# Do you cover your shrimp tank?



## psusaxman2000

Right now I have 2 tanks (55 gal and 20 gal) and have thought about turning my smaller tank into a inverts tank. I know with regular fish tanks you really don't need to cover the tops unless you over fill or you have jumping fish. My question is, do you need to cover a shrimp tank? Do/would the shrimp have a tendency to crawl up the heater line or up the hob filter and out of the tank?


----------



## spypet

no cover
no heater


----------



## psusaxman2000

What is the temp of your water if you have no heater. The room my tank is in gets down to 62 during the day and the 68 - 70 when the heat is on. I have a digital thermostat so the heat goes down during the day. 

Right now the tank has a few fish and I try to keep it around 74. I very well might put the fish in my larger tank but I'm not sure yet.


----------



## spypet

74f is perfect for shrimp and small fish.
most tank keepers here would kill to be
able to maintain that temperature.


----------



## psusaxman2000

Since you are using a heater, what temp is your tank at? If I do use a heater, would the shrimp climb out of the water?


----------



## vicky

I shouldn't say this, as I am inviting trouble by doing so, but I don't cover any of my tanks. A couple of things seem to help. 
1. I have floating plants in all my tanks. Perhaps this helps the inhabitants know where the surface is, so they don't accidentally jump too far. 
2. My tanks are heavily planted, and the water quality is good. The only time I found anything trying to escape, it has been when the water was less than optimal. 
3. I generally don't fill my tanks all of the way to the top. I leave them at least a couple inches low. 

Knock on wood and all, but I have never found a fish, frog, or shrimp on the floor. Naturally your mileage may vary and I know this is not recommended. But even known jumpers like swordtails have stayed in for me.


----------



## spypet

I never bought a heater in my 30 years with this hobby.

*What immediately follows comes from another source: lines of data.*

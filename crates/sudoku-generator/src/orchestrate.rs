//! Top-level `generate(options)` entry point (spec §4.5).

use std::time::{Duration, Instant};

use log::info;
use rand::Rng;
use sudoku_core::Board;
use sudoku_solver::{SearchResult, first_solution};

use crate::{
    error::GeneratorError,
    normalize::normalize,
    sieve::{Sieve, cells_to_keep_from_sieve},
    subtract::{PuzzleAttempt, generate_puzzle},
};

/// Options for [`generate`].
///
/// `sieve` is generic over the concrete [`Sieve`] implementation so that
/// callers (and tests) can plug in their own collaborator; [`VecSieve`](crate::VecSieve)
/// covers the common case.
pub struct GenerateOptions<'a, Sv: Sieve> {
    /// Clue count target. `81` generates a full configuration instead of a
    /// puzzle.
    pub num_clues: u8,
    /// Number of outputs requested, in `1..=1000`.
    pub amount: u32,
    /// Global wall-clock budget across every output, in milliseconds. `0`
    /// means unbounded.
    pub time_out_ms: u64,
    /// A pre-generated solved configuration to reduce into a puzzle. If
    /// `None` in puzzle mode, a fresh one is generated per output. Ignored
    /// in config mode.
    pub config: Option<Board>,
    /// If `true`, relabel digits so row 0 reads `1..9` (spec §4.6).
    pub normalize: bool,
    /// Enables sieve-guided generation.
    pub use_sieve: bool,
    /// The sieve to consult when `use_sieve` is set. Required when
    /// `use_sieve` is `true` — this crate does not include a sieve
    /// *producer* (spec §1), so `generate` cannot allocate one for you.
    pub sieve: Option<&'a mut Sv>,
    /// Invoked once per generated output.
    pub callback: Option<&'a mut dyn FnMut(&Board)>,
}

impl<Sv: Sieve> Default for GenerateOptions<'_, Sv> {
    fn default() -> Self {
        Self {
            num_clues: 81,
            amount: 1,
            time_out_ms: 0,
            config: None,
            normalize: false,
            use_sieve: false,
            sieve: None,
            callback: None,
        }
    }
}

/// One output of a [`generate`] call: either a freshly solved configuration
/// or a subtractively-generated puzzle.
#[derive(Debug, Clone)]
pub enum GenerateItem {
    /// A config-mode output: the search that produced it.
    Config(SearchResult),
    /// A puzzle-mode output: the subtractive search attempt that produced it.
    Puzzle(PuzzleAttempt),
}

impl GenerateItem {
    /// The produced board, if the search succeeded.
    #[must_use]
    pub fn board(&self) -> Option<&Board> {
        match self {
            Self::Config(result) => result.solutions.first(),
            Self::Puzzle(attempt) => attempt.puzzle.as_ref(),
        }
    }
}

/// The result of a [`generate`] call.
#[derive(Debug, Clone)]
pub struct GenerateOutcome {
    /// One entry per requested output that completed before the deadline.
    pub items: Vec<GenerateItem>,
    /// Wall-clock time spent across the whole call.
    pub time_elapsed: Duration,
}

/// Generates `options.amount` full configurations or puzzles (spec §4.5).
///
/// # Errors
///
/// Returns [`GeneratorError::BadInput`] if `num_clues` is outside `17..=81`,
/// `amount` is outside `1..=1000`, a supplied `config` is not solved, or
/// `use_sieve` is set without a `sieve`.
pub fn generate<Sv: Sieve>(
    mut options: GenerateOptions<'_, Sv>,
    rng: &mut impl Rng,
) -> Result<GenerateOutcome, GeneratorError> {
    if !(17..=81).contains(&options.num_clues) {
        return Err(GeneratorError::BadInput(format!(
            "num_clues must be in 17..=81, got {}",
            options.num_clues
        )));
    }
    if !(1..=1000).contains(&options.amount) {
        return Err(GeneratorError::BadInput(format!(
            "amount must be in 1..=1000, got {}",
            options.amount
        )));
    }
    if let Some(config) = &options.config {
        if !config.is_solved() {
            return Err(GeneratorError::BadInput(
                "config must be a solved board".to_owned(),
            ));
        }
    }
    if options.use_sieve && options.sieve.is_none() {
        return Err(GeneratorError::BadInput(
            "use_sieve requires a prebuilt sieve; this crate has no sieve producer".to_owned(),
        ));
    }

    let start = Instant::now();
    let deadline = (options.time_out_ms != 0).then(|| start + Duration::from_millis(options.time_out_ms));

    let mut items = Vec::with_capacity(options.amount as usize);

    for _ in 0..options.amount {
        if deadline.is_some_and(|d| Instant::now() >= d) {
            break;
        }
        let remaining_ms = remaining_millis(deadline);

        if options.num_clues == 81 {
            let mut result = first_solution(&Board::empty(), rng, remaining_ms)?;
            if let Some(board) = result.solutions.first_mut() {
                if options.normalize {
                    normalize(board);
                }
                if let Some(cb) = options.callback.as_mut() {
                    cb(board);
                }
            }
            info!("generated config #{}", items.len() + 1);
            items.push(GenerateItem::Config(result));
            continue;
        }

        let config = match &options.config {
            Some(config) => config.clone(),
            None => {
                let result = first_solution(&Board::empty(), rng, remaining_ms)?;
                result.solutions.into_iter().next().ok_or_else(|| {
                    GeneratorError::BadInput("failed to generate a configuration".to_owned())
                })?
            }
        };

        let cells_to_keep = if options.use_sieve {
            cells_to_keep_from_sieve(options.sieve.as_deref().unwrap(), rng)
        } else {
            Vec::new()
        };

        let mut attempt = generate_puzzle(&config, options.num_clues, &cells_to_keep, deadline, rng)?;
        if options.normalize {
            if let Some(board) = attempt.puzzle.as_mut() {
                normalize(board);
            }
        }
        if let (Some(cb), Some(board)) = (options.callback.as_mut(), attempt.puzzle.as_ref()) {
            cb(board);
        }
        info!(
            "generated puzzle #{} ({})",
            items.len() + 1,
            if attempt.puzzle.is_some() { "found" } else { "infeasible or timed out" }
        );
        items.push(GenerateItem::Puzzle(attempt));
    }

    Ok(GenerateOutcome {
        items,
        time_elapsed: start.elapsed(),
    })
}

fn remaining_millis(deadline: Option<Instant>) -> u64 {
    match deadline {
        None => 0,
        Some(d) => u64::try_from(d.saturating_duration_since(Instant::now()).as_millis()).unwrap_or(u64::MAX),
    }
}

shrimp do not climb out of tanks, they may dart above
the waterline while startled by a stressful situation like
a predatory fish or a sudden change in water conditions.


----------



## spypet

vicky - those are all good practices =D>
just not necessary for all tank keepers.


----------



## Newt

I live in the northeast USA so I use a heater on my tanks. My 10 gallon shrimp tank has a cover for 2 reasons: The light that sits on the tank and the Amanos would climb out.


----------



## spypet

very true Newt - 
I've had Amano's escape from a community fish tank,
but not from a less stressful fellow shrimp only tank,
so it would be best if the OP specified which shrimp
he's talking about - I assumed typical CRS or RCS.
I would guess that -
most shrimp breeders don't keep zeo cycle Amanos,
in shrimp tanks until they are much more experienced.


----------



## Newt

I have a 10 gal shrimp tank with Cherries and Amanos.
The Amanos are very aggressive. When I put a skewer stick in to pull out some moss or tidy up the flora they will jump on it like they are attacking it. If they had the room to get out via the CO2 tube they would.


----------



## davemonkey

I have a cherry shrimp tank that is not covered. I've lost the occasional shrimp due to jumping, but it's rare (maybe twice in the past year). It's heavily planted and has not floating plants to speak of.


----------



## psusaxman2000

Just as spypet assumed, I'd probably start with RCS or CRS. I don't know much about shrimp yet so I would try to stick with the more known types. It doesn't sound like it is a big of a deal as I first expected and I'm probably going to make it a shrimp/Otto only tank anyway. Thanks for the incite.


----------